- [Supplied data]
//! Rendering seam between the wizard and the page.
//!
//! The controller never touches markup directly. It calls a [`Presenter`],
//! and [`FormView`] is the in-memory page model used by the CLI and tests.

use serde::Serialize;
use std::collections::BTreeMap;
use tokio::time::Instant;

use super::schema::{FormSchema, SuccessPanel};

pub const SUBMIT_LABEL: &str = "Submit Request";
pub const SUBMITTING_LABEL: &str = "Submitting...";

#[derive(Debug, Clone, Copy, PartialEq, Eq, PartialOrd, Ord, Hash, Serialize)]
pub struct BannerId(pub u64);

/// Effects the wizard asks the page to perform.
pub trait Presenter {
    fn show_step(&mut self, current: usize, total: usize);
    fn mark_invalid(&mut self, field: &str, message: &str);
    fn clear_invalid(&mut self, field: &str);
    fn mark_selected(&mut self, field: &str, option: &str);
    fn focus_field(&mut self, field: &str);
    fn set_submit_busy(&mut self, busy: bool);
    fn show_success(&mut self, panel: &SuccessPanel);
    fn show_banner(&mut self, message: &str, expires_at: Instant) -> BannerId;
    fn dismiss_banner(&mut self, id: BannerId) -> bool;
    /// Drop banners whose deadline is at or before `now`; returns how many went away.
    fn expire_banners(&mut self, now: Instant) -> usize;
    fn next_banner_expiry(&self) -> Option<Instant>;
}

#[derive(Debug, Clone, Copy, PartialEq, Eq, Serialize)]
#[serde(rename_all = "snake_case")]
pub enum ProgressMark {
    Pending,
    Active,
    Completed,
}

#[derive(Debug, Clone, PartialEq, Eq, Serialize)]
pub struct SubmitControl {
    pub disabled: bool,
    pub label: String,
}

#[derive(Debug, Clone, PartialEq, Eq, Serialize)]
pub struct Banner {
    pub id: BannerId,
    pub message: String,
    #[serde(skip)]
    pub expires_at: Instant,
}

impl Banner {
    pub fn text(&self) -> String {
        format!("Error: {}", self.message)
    }
}

#[derive(Debug, Clone, PartialEq, Eq, Serialize)]
#[serde(tag = "content", rename_all = "snake_case")]
pub enum Container {
    Form,
    Success { panel: SuccessPanel },
}

/// In-memory page: step panels, progress bar, error nodes, banners and the
/// submit button of one form container.
#[derive(Debug, Clone, Serialize)]
pub struct FormView {
    visible_steps: Vec<bool>,
    progress: Vec<ProgressMark>,
    errors: BTreeMap<String, String>,
    selections: BTreeMap<String, String>,
    banners: Vec<Banner>,
    submit: SubmitControl,
    container: Container,
    focused: Option<String>,
    #[serde(skip)]
    next_banner: u64,
}

impl FormView {
    pub fn for_schema(schema: &FormSchema) -> Self {
        let total = schema.total_steps();
        Self {
            visible_steps: vec![false; total],
            progress: vec![ProgressMark::Pending; total],
            errors: BTreeMap::new(),
            selections: BTreeMap::new(),
            banners: Vec::new(),
            submit: SubmitControl {
                disabled: false,
                label: SUBMIT_LABEL.to_string(),
            },
            container: Container::Form,
            focused: None,
            next_banner: 1,
        }
    }

    /// 1-based index of the visible step, if exactly one is visible.
    pub fn visible_step(&self) -> Option<usize> {
        let mut visible = self
            .visible_steps
            .iter()
            .enumerate()
            .filter(|(_, shown)| **shown)
            .map(|(index, _)| index + 1);
        match (visible.next(), visible.next()) {
            (Some(step), None) => Some(step),
            _ => None,
        }
    }

    pub fn progress(&self) -> &[ProgressMark] {
        &self.progress
    }

    pub fn error_for(&self, field: &str) -> Option<&str> {
        self.errors.get(field).map(String::as_str)
    }

    pub fn error_count(&self) -> usize {
        self.errors.len()
    }

    pub fn selected(&self, field: &str) -> Option<&str> {
        self.selections.get(field).map(String::as_str)
    }

    pub fn banners(&self) -> &[Banner] {
        &self.banners
    }

    pub fn submit_control(&self) -> &SubmitControl {
        &self.submit
    }

    pub fn container(&self) -> &Container {
        &self.container
    }

    pub fn focused(&self) -> Option<&str> {
        self.focused.as_deref()
    }

    /// Plain-text rendering of what a visitor currently sees.
    pub fn render_text(&self) -> String {
        let mut out = String::new();
        match &self.container {
            Container::Success { panel } => {
                out.push_str(panel.heading);
                out.push('\n');
                out.push_str(panel.body);
                out.push_str("\nWhat happens next?\n");
                for item in &panel.next_steps {
                    out.push_str("  - ");
                    out.push_str(item);
                    out.push('\n');
                }
                if let Some(closing) = panel.closing {
                    out.push_str(closing);
                    out.push('\n');
                }
            }
            Container::Form => {
                for banner in &self.banners {
                    out.push_str(&banner.text());
                    out.push_str(" [Dismiss]\n");
                }
                if let Some(step) = self.visible_step() {
                    out.push_str(&format!("Step {} of {}\n", step, self.visible_steps.len()));
                }
                for (field, message) in &self.errors {
                    out.push_str(&format!("  {field}: {message}\n"));
                }
                out.push_str(&format!(
                    "[{}]{}\n",
                    self.submit.label,
                    if self.submit.disabled { " (disabled)" } else { "" }
                ));
            }
        }
        out
    }
}

impl Presenter for FormView {
    fn show_step(&mut self, current: usize, total: usize) {
        if self.visible_steps.len() != total {
            self.visible_steps.resize(total, false);
            self.progress.resize(total, ProgressMark::Pending);
        }
        for (index, shown) in self.visible_steps.iter_mut().enumerate() {
            *shown = index + 1 == current;
        }
        for (index, mark) in self.progress.iter_mut().enumerate() {
            *mark = match (index + 1).cmp(&current) {
                std::cmp::Ordering::Less => ProgressMark::Completed,
                std::cmp::Ordering::Equal => ProgressMark::Active,
                std::cmp::Ordering::Greater => ProgressMark::Pending,
            };
        }
        self.focused = None;
    }

    fn mark_invalid(&mut self, field: &str, message: &str) {
        self.errors.insert(field.to_string(), message.to_string());
    }

    fn clear_invalid(&mut self, field: &str) {
        self.errors.remove(field);
    }

    fn mark_selected(&mut self, field: &str, option: &str) {
        self.selections.insert(field.to_string(), option.to_string());
    }

    fn focus_field(&mut self, field: &str) {
        self.focused = Some(field.to_string());
    }

    fn set_submit_busy(&mut self, busy: bool) {
        self.submit.disabled = busy;
        self.submit.label = if busy { SUBMITTING_LABEL } else { SUBMIT_LABEL }.to_string();
    }

    fn show_success(&mut self, panel: &SuccessPanel) {
        self.container = Container::Success {
            panel: panel.clone(),
        };
        self.visible_steps.iter_mut().for_each(|shown| *shown = false);
        self.errors.clear();
        self.banners.clear();
        self.focused = None;
    }

    fn show_banner(&mut self, message: &str, expires_at: Instant) -> BannerId {
        let id = BannerId(self.next_banner);
        self.next_banner += 1;
        self.banners.insert(
            0,
            Banner {
                id,
                message: message.to_string(),
                expires_at,
            },
        );
        id
    }

    fn dismiss_banner(&mut self, id: BannerId) -> bool {
        let before = self.banners.len();
        self.banners.retain(|banner| banner.id != id);
        self.banners.len() != before
    }

    fn expire_banners(&mut self, now: Instant) -> usize {
        let before = self.banners.len();
        self.banners.retain(|banner| banner.expires_at > now);
        before - self.banners.len()
    }

    fn next_banner_expiry(&self) -> Option<Instant> {
        self.banners.iter().map(|banner| banner.expires_at).min()
    }
}

#[cfg(test)]
mod tests {
    use super::*;
    use std::time::Duration;

    fn view() -> FormView {
        FormView::for_schema(&FormSchema::quote_request())
    }

    #[test]
    fn exactly_one_step_visible_with_progress_marks() {
        let mut view = view();
        view.show_step(2, 3);
        assert_eq!(view.visible_step(), Some(2));
        assert_eq!(
            view.progress(),
            &[
                ProgressMark::Completed,
                ProgressMark::Active,
                ProgressMark::Pending
            ]
        );
    }

    #[test]
    fn marking_is_idempotent() {
        let mut view = view();
        view.mark_invalid("email", "Please enter a valid email address");
        view.mark_invalid("email", "Please enter a valid email address");
        assert_eq!(view.error_count(), 1);
        view.mark_invalid("email", "This field is required");
        assert_eq!(view.error_for("email"), Some("This field is required"));
        view.clear_invalid("email");
        view.clear_invalid("email");
        assert_eq!(view.error_count(), 0);
    }

    #[test]
    fn banners_prepend_and_expire_by_deadline() {
        let mut view = view();
        let now = Instant::now();
        let first = view.show_banner("Busy", now + Duration::from_secs(10));
        let second = view.show_banner("Still busy", now + Duration::from_secs(20));
        assert_eq!(view.banners()[0].id, second);
        assert_eq!(view.banners()[1].text(), "Error: Busy");
        assert_eq!(view.next_banner_expiry(), Some(now + Duration::from_secs(10)));

        assert_eq!(view.expire_banners(now + Duration::from_secs(10)), 1);
        assert!(!view.dismiss_banner(first));
        assert!(view.dismiss_banner(second));
        assert!(view.banners().is_empty());
    }

    #[test]
    fn busy_toggles_label_and_disabled_state() {
        let mut view = view();
        view.set_submit_busy(true);
        assert!(view.submit_control().disabled);
        assert_eq!(view.submit_control().label, SUBMITTING_LABEL);
        view.set_submit_busy(false);
        assert_eq!(
            view.submit_control(),
            &SubmitControl {
                disabled: false,
                label: SUBMIT_LABEL.to_string()
            }
        );
    }

    #[test]
    fn success_replaces_form_content() {
        let schema = FormSchema::consultation_request();
        let mut view = FormView::for_schema(&schema);
        view.show_step(1, 1);
        view.mark_invalid("email", "Please enter a valid email address");
        view.show_success(schema.success_panel());
        assert!(matches!(view.container(), Container::Success { .. }));
        assert_eq!(view.visible_step(), None);
        let text = view.render_text();
        assert!(text.starts_with("Thank You!"));
        assert!(text.contains("bring your vision to life"));
        assert!(!text.contains("valid email"));
    }
}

- [Work to complete]
Every line from the top of the material above through the line holding "pub struct BannerId(pub u64);" should be reproduced word for word, and nothing beyond it.

- [Result of the task]
//! Rendering seam between the wizard and the page.
//!
//! The controller never touches markup directly. It calls a [`Presenter`],
//! and [`FormView`] is the in-memory page model used by the CLI and tests.

use serde::Serialize;
use std::collections::BTreeMap;
use tokio::time::Instant;

use super::schema::{FormSchema, SuccessPanel};

pub const SUBMIT_LABEL: &str = "Submit Request";
pub const SUBMITTING_LABEL: &str = "Submitting...";

#[derive(Debug, Clone, Copy, PartialEq, Eq, PartialOrd, Ord, Hash, Serialize)]
pub struct BannerId(pub u64);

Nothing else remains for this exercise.